The verilog code provided to the OpenLane layout tool is just an instantiation of the IP generated by HLS connected to the Caravel ports;
Appendix B shows this instantiation.
5. Results
After establishing the connections between Caravel and the CNN, a testbench of the entire SoC was developed using the training data set to evaluate the performance of the CNN. Due to the RISC-V managing the SoC, some registers using C++ were configured to enable the utilization of LA ports, allowing communication between the CNN and the RISC-V processor, as well as GPIOs that enabled connectivity between the external SRAM and the SoC.

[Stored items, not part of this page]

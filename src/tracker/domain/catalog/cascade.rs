//! Multi-entity structural mutations.
//!
//! Each operation first computes and validates every per-entity change
//! against the current state, then applies them, then performs the
//! structural deletion. A failure in the first phase returns before anything
//! is touched.

use super::Catalog;
use crate::schema::domain::{CustomData, StatusLabel, TypeSchema, Workflow};
use crate::tracker::domain::{
    EntityRef, ProjectId, ProjectTypeId, ReleaseId, SchemaOwner, TaskId, TaskType, TaskTypeId,
    TeamId, ThemeId, task::TaskPlacement,
};
use crate::tracker::error::{EngineError, EngineResult, InvalidTarget};
use mockable::Clock;
use std::collections::BTreeMap;
use tracing::debug;

/// How the dependents of a deleted type or team are resolved.
#[derive(Debug, Clone, Copy, PartialEq, Eq)]
pub enum Disposal<T> {
    /// Move every dependent onto the given replacement.
    Reassign(T),
    /// Delete every dependent.
    Purge,
}

/// Counts of entities touched by a cascade.
#[derive(Debug, Clone, Copy, Default, PartialEq, Eq)]
pub struct CascadeSummary {
    /// Tasks or projects moved onto a replacement.
    pub reassigned: usize,
    /// Tasks or projects deleted.
    pub purged: usize,
    /// Tasks or projects whose optional link was cleared.
    pub unlinked: usize,
    /// Dependency edges removed with deleted entities.
    pub edges_removed: usize,
    /// Task types re-parented onto another team.
    pub types_moved: usize,
}

/// Outcome of removing a workflow status.
#[derive(Debug, Clone, PartialEq, Eq)]
pub struct StatusReassignment {
    /// The removed status.
    pub removed: StatusLabel,
    /// Status given to former users of the removed status, if any existed.
    pub target: Option<StatusLabel>,
    /// Number of tasks or projects reassigned.
    pub reassigned: usize,
    /// The workflow after removal.
    pub workflow: Workflow,
}
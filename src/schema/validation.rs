//! Status and custom-data validation.
//!
//! Both functions are pure: they never mutate their inputs and report the
//! first failure they encounter. They run on every create and every update of
//! a status or custom data, never only at creation.

use super::domain::{CustomData, FieldDefinition, FieldSchema, FieldType, StatusLabel, Workflow};
use chrono::{DateTime, NaiveDate};
use serde_json::Value;
use thiserror::Error;

/// Result type for validation functions.
pub type ValidationResult<T> = Result<T, ValidationError>;

/// Errors raised when a status or custom data does not satisfy a schema.
#[derive(Debug, Clone, Error, PartialEq, Eq)]
pub enum ValidationError {
    /// The status is not a member of the current workflow.
    #[error("status '{status}' is not part of the workflow")]
    InvalidStatus {
        /// The rejected status.
        status: String,
    },

    /// A required field is absent or null.
    #[error("required field '{0}' is missing")]
    MissingRequiredField(String),

    /// The value's runtime type does not match the declared field type.
    #[error("field '{key}' expects a {expected} value")]
    TypeMismatch {
        /// The offending field key.
        key: String,
        /// The declared field type.
        expected: FieldType,
    },

    /// A select value is not one of the declared options.
    #[error("'{value}' is not an option of field '{key}'")]
    InvalidOption {
        /// The offending field key.
        key: String,
        /// The rejected value.
        value: String,
    },
}

impl ValidationError {
    /// Returns the offending field key for custom-data failures.
    #[must_use]
    pub fn field_key(&self) -> Option<&str> {
        match self {
            Self::InvalidStatus { .. } => None,
            Self::MissingRequiredField(key)
            | Self::TypeMismatch { key, .. }
            | Self::InvalidOption { key, .. } => Some(key.as_str()),
        }
    }
}

/// Checks that `candidate` is a case-sensitive member of `workflow`.
///
/// # Errors
///
/// Returns [`ValidationError::InvalidStatus`] otherwise.
pub fn validate_status(workflow: &Workflow, candidate: &str) -> ValidationResult<StatusLabel> {
    workflow
        .find(candidate)
        .cloned()
        .ok_or_else(|| ValidationError::InvalidStatus {
            status: candidate.to_owned(),
        })
}

/// Checks `candidate` against every field of `schema`, in order.
///
/// The returned map holds only keys declared by the schema; unknown keys are
/// dropped silently and `null` values count as absent.
///
/// # Errors
///
/// Returns [`ValidationError::MissingRequiredField`],
/// [`ValidationError::TypeMismatch`] or [`ValidationError::InvalidOption`]
/// for the first field that fails.
pub fn validate_custom_data(
    schema: &FieldSchema,
    candidate: &CustomData,
) -> ValidationResult<CustomData> {
    let mut validated = CustomData::new();
    for field in schema.iter() {
        let key = field.key().as_str();
        let Some(value) = candidate.get(key).filter(|value| !value.is_null()) else {
            if field.is_required() {
                return Err(ValidationError::MissingRequiredField(key.to_owned()));
            }
            continue;
        };
        check_value(field, value)?;
        validated.insert(key, value.clone());
    }
    Ok(validated)
}

fn check_value(field: &FieldDefinition, value: &Value) -> ValidationResult<()> {
    let matches_type = match field.field_type() {
        FieldType::Text | FieldType::Textarea => value.is_string(),
        FieldType::Number => value.is_number(),
        FieldType::Checkbox => value.is_boolean(),
        FieldType::Url => value.as_str().is_some_and(is_web_url),
        FieldType::Date => value.as_str().is_some_and(is_iso_date),
        FieldType::Select => return check_option(field, value),
        FieldType::Multiselect => return check_options(field, value),
    };
    if matches_type {
        Ok(())
    } else {
        Err(type_mismatch(field))
    }
}

fn check_option(field: &FieldDefinition, value: &Value) -> ValidationResult<()> {
    let choice = value.as_str().ok_or_else(|| type_mismatch(field))?;
    if field.allows_option(choice) {
        Ok(())
    } else {
        Err(ValidationError::InvalidOption {
            key: field.key().as_str().to_owned(),
            value: choice.to_owned(),
        })
    }
}

fn check_options(field: &FieldDefinition, value: &Value) -> ValidationResult<()> {
    let choices = value.as_array().ok_or_else(|| type_mismatch(field))?;
    choices
        .iter()
        .try_for_each(|choice| check_option(field, choice))
}

fn type_mismatch(field: &FieldDefinition) -> ValidationError {
    ValidationError::TypeMismatch {
        key: field.key().as_str().to_owned(),
        expected: field.field_type(),
    }
}

fn is_web_url(value: &str) -> bool {
    let rest = value
        .strip_prefix("https://")
        .or_else(|| value.strip_prefix("http://"));
    rest.is_some_and(|host| !host.is_empty() && !host.chars().any(char::is_whitespace))
}

fn is_iso_date(value: &str) -> bool {
    NaiveDate::parse_from_str(value, "%Y-%m-%d").is_ok()
        || DateTime::parse_from_rfc3339(value).is_ok()
}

Figure 7 illustrates the SoC testbench, the image stored in memory, and the C++ code programmed in the RISC-V processor. The figure depicts the processor’s handling of reset signals, start processes, the waiting period for the done signal, and the resulting inference values. After 1000 iterations, the system yields the same results as the HLS test, with an accuracy of 98%, proving that it works as intended.
Table 6 presents the layout specifications, with the SKY130A PDK, for the
AI by AI system, including the gate count, die area, latency, maximum frequency, and power consumption.
The outcome of the RTL to GDSII conversion process, along with its integration with the RISC-V made with Caravel, is visually presented in
Figure 8. It illustrates two distinct areas: the user area, representing a flat implementation of the CNN, and the management area, housing the processor and its associated peripherals.
6. Discussion
The findings of this research highlight significant aspects, such as:
The current limitations of LLMs in generating HDL code.
Establishing a workflow that utilizes LLMs to generate and downscale systems from TF to HDL.
Introducing a new approach for converting HLS to GDSII using open-source PDKs and tools.
Achieving the fabrication of a CNN IC entirely created by AI.
Setting a precedent for current AI-generated systems by providing specific system information, such as core area, cells per square millimeter, latency, power consumption, number of flip-flops, and total number of cells.
Offering open-source access to the entire project, from the initial conversation with the AI to the final GDSII files generated.
These findings directly address our central research question, “are contemporary commercial LLMs capable of producing synthesizable and manufacturable CNN hardware designs using the first open-source PDKs (SKY130A)?”,by providing new understanding and evidence that current commercial LLMs are not capable of directly creating a CNN in HDL; however, they are capable of creating synthesizable HLS code that can be used to generate IC with open-source tools. The paper elucidates the development of AI by AI, an innovative IC harnessing the power of AI. Our methodology involved the transformation of AI-generated TF code into Verilog, progressing through layout implementation and seamless integration with a RISC-V via Caravel. This process ultimately enabled us to propel AI by AI into the manufacturing phase through the ChipIgnite program.
AI by AI stands as a pioneering achievement, being the first CNN IC of its kind to be entirely conceptualized by AI and be fabricated with the open-source PDK SKY130A. Our approach harmoniously merges cutting-edge technologies, such as commercial LLMs, with more traditional ones like HLS and Verilog, creating an innovative workflow for developing intricate digital systems, particularly CNNs, and exploring the capacities of the current LLM. Frameworks like Caravel and multi-project wafer programs such as ChipIgnite have simplified and made cost-effective the layouts development and fabrication process.
While current commercial LLMs may not yet excel in rapidly and accurately producing Verilog and VHDL code, they have matured enough to proficiently handle programming tasks. The sequential transition from higher abstraction to lower abstraction languages, supplemented by tools like HLS, empowers us to generate functional Verilog code that seamlessly integrates into the silicon-level implementation process. This combination of technologies and methodologies has opened new horizons for AI-driven IC development.